*** Data listing ***

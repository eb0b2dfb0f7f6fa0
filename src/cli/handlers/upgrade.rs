// src/cli/handlers/upgrade.rs

//! `i_run_upgrade`: one upgrade file.

use crate::{
    CancellationToken,
    cli::{args::ScriptArgs, handlers::commons, normalize_legacy_args},
    core::{build_script::upgrade_id_from_path, upgrade},
};
use anyhow::{Result, anyhow};
use clap::Parser;

/// `i_run_upgrade <sct_<n> file> [database] [profile]`
pub fn handle(args: Vec<String>, cancellation_token: &CancellationToken) -> Result<()> {
    let command_line = commons::command_line("i_run_upgrade", &args);
    let script_args = ScriptArgs::try_parse_from(normalize_legacy_args(args))?;
    let mut vars = commons::script_variables(&script_args, command_line)?;
    vars.upgrade_number = Some(upgrade_id_from_path(&vars.source).ok_or_else(|| {
        anyhow!(
            "Cannot determine the upgrade number of '{}'; expected a name like sct_<number>.",
            vars.source
        )
    })?);

    let mut invocation =
        commons::Invocation::prepare(script_args.profile.as_deref(), &script_args.connection, cancellation_token)?;
    let outcome = upgrade::run_upgrade(&mut invocation.context(), &vars)?;
    invocation.finish(outcome)
}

*** End of Data listing ***

Using the records above, find and show each line with the string "handlers".

filename src/cli/handlers/upgrade.rs
// src/cli/handlers/upgrade.rs
    cli::{args::ScriptArgs, handlers::commons, normalize_legacy_args},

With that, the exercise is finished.